Whenever a line below holds the word "StatusCode", count it once; report the total and nothing else.
THE DATA Start Marker
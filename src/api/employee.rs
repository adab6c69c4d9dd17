use actix_web::{HttpResponse, http::StatusCode, web};
use chrono::Utc;
use tracing::{debug, info, instrument};
use uuid::Uuid;

use crate::{
    api::response::{self, EmployeeListData, EmployeeListResponse, StatsResponse},
    auth::auth::AuthUser,
    config::Config,
    error::ApiError,
    model::employee::EmployeeInput,
    query::{EmployeeFilter, EmployeeQuery, PageRequest, Pagination, recent_hire_cutoff},
    store::EmployeeStore,
    validation::{validate_employee_patch, validate_new_employee},
};

fn parse_id(raw: &str) -> Result<Uuid, ApiError> {
    Uuid::parse_str(raw.trim()).map_err(|_| ApiError::MalformedIdentifier("Employee"))
}

fn email_conflict() -> ApiError {
    ApiError::UniquenessConflict {
        entity: "Employee",
        field: "email".into(),
    }
}

/// List employees
#[utoipa::path(
    get,
    path = "/api/employees",
    params(EmployeeQuery),
    responses(
        (status = 200, description = "Paginated employee list, newest first", body = EmployeeListResponse),
        (status = 401, description = "Not authenticated", body = response::ErrorResponse)
    ),
    tag = "Employee",
    security(("bearer_auth" = []))
)]
#[instrument(name = "employee_list", skip(_auth, store, config, query))]
pub async fn list_employees(
    _auth: AuthUser,
    store: web::Data<dyn EmployeeStore>,
    config: web::Data<Config>,
    query: web::Query<EmployeeQuery>,
) -> Result<HttpResponse, ApiError> {
    let page = PageRequest::parse(
        query.page.as_deref(),
        query.limit.as_deref(),
        config.max_page_limit,
    );
    let (employees, total) = match EmployeeFilter::from_query(&query) {
        Some(filter) => {
            debug!(?filter, page = page.page, limit = page.limit, "Listing employees");
            store.list_employees(&filter, page).await?
        }
        None => {
            debug!("Filter names no department or status; empty page");
            (Vec::new(), 0)
        }
    };

    Ok(HttpResponse::Ok().json(EmployeeListResponse {
        success: true,
        data: EmployeeListData {
            employees,
            pagination: Pagination::new(page, total),
        },
    }))
}

/// Roster statistics
#[utoipa::path(
    get,
    path = "/api/employees/stats",
    responses(
        (status = 200, description = "Status counts, recent hires and per-department figures", body = StatsResponse),
        (status = 401, description = "Not authenticated", body = response::ErrorResponse)
    ),
    tag = "Employee",
    security(("bearer_auth" = []))
)]
#[instrument(name = "employee_stats", skip(_auth, store))]
pub async fn employee_stats(
    _auth: AuthUser,
    store: web::Data<dyn EmployeeStore>,
) -> Result<HttpResponse, ApiError> {
    let since = recent_hire_cutoff(Utc::now().date_naive());
    let stats = store.employee_stats(since).await?;

    Ok(HttpResponse::Ok().json(StatsResponse {
        success: true,
        data: stats,
    }))
}

/// Get employee by record id
#[utoipa::path(
    get,
    path = "/api/employees/{id}",
    params(("id", Path, description = "Employee record id (UUID)")),
    responses(
        (status = 200, description = "Employee found", body = response::EmployeeResponse),
        (status = 400, description = "Malformed id", body = response::ErrorResponse),
        (status = 404, description = "Employee not found", body = response::ErrorResponse)
    ),
    tag = "Employee",
    security(("bearer_auth" = []))
)]
#[instrument(name = "employee_get", skip(_auth, store))]
pub async fn get_employee(
    _auth: AuthUser,
    store: web::Data<dyn EmployeeStore>,
    path: web::Path<String>,
) -> Result<HttpResponse, ApiError> {
    let id = parse_id(&path)?;

    let employee = store
        .find_employee(id)
        .await?
        .ok_or(ApiError::NotFound("Employee"))?;

    Ok(response::employee(StatusCode::OK, None, employee))
}

/// Create employee
#[utoipa::path(
    post,
    path = "/api/employees",
    request_body = EmployeeInput,
    responses(
        (status = 201, description = "Employee created", body = response::EmployeeResponse),
        (status = 400, description = "Validation failed", body = response::ErrorResponse),
        (status = 403, description = "Admin role required", body = response::ErrorResponse),
        (status = 409, description = "Email already in use", body = response::ErrorResponse)
    ),
    tag = "Employee",
    security(("bearer_auth" = []))
)]
#[instrument(name = "employee_create", skip(auth, store, payload), fields(user_id = %auth.user_id))]
pub async fn create_employee(
    auth: AuthUser,
    store: web::Data<dyn EmployeeStore>,
    payload: web::Json<EmployeeInput>,
) -> Result<HttpResponse, ApiError> {
    auth.require_admin()?;

    let new = validate_new_employee(&payload, Utc::now().date_naive())?;

    if store.employee_email_taken(&new.email, None).await? {
        return Err(email_conflict());
    }

    let employee = store
        .insert_employee(new)
        .await
        .map_err(|e| ApiError::from(e).for_entity("Employee"))?;

    info!(employee_id = %employee.employee_id, id = %employee.id, "Employee created");
    Ok(response::employee(
        StatusCode::CREATED,
        Some("Employee created successfully"),
        employee,
    ))
}

/// Update employee
#[utoipa::path(
    put,
    path = "/api/employees/{id}",
    params(("id", Path, description = "Employee record id (UUID)")),
    request_body = EmployeeInput,
    responses(
        (status = 200, description = "Employee updated", body = response::EmployeeResponse),
        (status = 400, description = "Malformed id or validation failed", body = response::ErrorResponse),
        (status = 403, description = "Admin role required", body = response::ErrorResponse),
        (status = 404, description = "Employee not found", body = response::ErrorResponse),
        (status = 409, description = "Email already in use", body = response::ErrorResponse)
    ),
    tag = "Employee",
    security(("bearer_auth" = []))
)]
#[instrument(name = "employee_update", skip(auth, store, payload), fields(user_id = %auth.user_id))]
pub async fn update_employee(
    auth: AuthUser,
    store: web::Data<dyn EmployeeStore>,
    path: web::Path<String>,
    payload: web::Json<EmployeeInput>,
) -> Result<HttpResponse, ApiError> {
    auth.require_admin()?;
    let id = parse_id(&path)?;

    let patch = validate_employee_patch(&payload, Utc::now().date_naive())?;

    if store.find_employee(id).await?.is_none() {
        return Err(ApiError::NotFound("Employee"));
    }
    if let Some(email) = &patch.email
        && store.employee_email_taken(email, Some(id)).await?
    {
        return Err(email_conflict());
    }

    let employee = store
        .update_employee(id, patch)
        .await
        .map_err(|e| ApiError::from(e).for_entity("Employee"))?
        .ok_or(ApiError::NotFound("Employee"))?;

    info!(employee_id = %employee.employee_id, "Employee updated");
    Ok(response::employee(
        StatusCode::OK,
        Some("Employee updated successfully"),
        employee,
    ))
}

/// Delete employee
#[utoipa::path(
    delete,
    path = "/api/employees/{id}",
    params(("id", Path, description = "Employee record id (UUID)")),
    responses(
        (status = 200, description = "Employee deleted", body = response::MessageResponse),
        (status = 400, description = "Malformed id", body = response::ErrorResponse),
        (status = 403, description = "Admin role required", body = response::ErrorResponse),
        (status = 404, description = "Employee not found", body = response::ErrorResponse)
    ),
    tag = "Employee",
    security(("bearer_auth" = []))
)]
#[instrument(name = "employee_delete", skip(auth, store), fields(user_id = %auth.user_id))]
pub async fn delete_employee(
    auth: AuthUser,
    store: web::Data<dyn EmployeeStore>,
    path: web::Path<String>,
) -> Result<HttpResponse, ApiError> {
    auth.require_admin()?;
    let id = parse_id(&path)?;

    if !store.delete_employee(id).await? {
        return Err(ApiError::NotFound("Employee"));
    }

    info!(%id, "Employee deleted");
    Ok(response::message(StatusCode::OK, "Employee deleted successfully"))
}

#[cfg(test)]
mod tests {
    use super::*;

    #[test]
    fn id_must_be_a_uuid() {
        assert!(matches!(
            parse_id("EMP0001"),
            Err(ApiError::MalformedIdentifier("Employee"))
        ));
        assert!(parse_id("not-an-id").is_err());

        let id = Uuid::new_v4();
        assert_eq!(parse_id(&id.to_string()).unwrap(), id);
    }
}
THE DATA End Marker
TASK RESPONSE » 5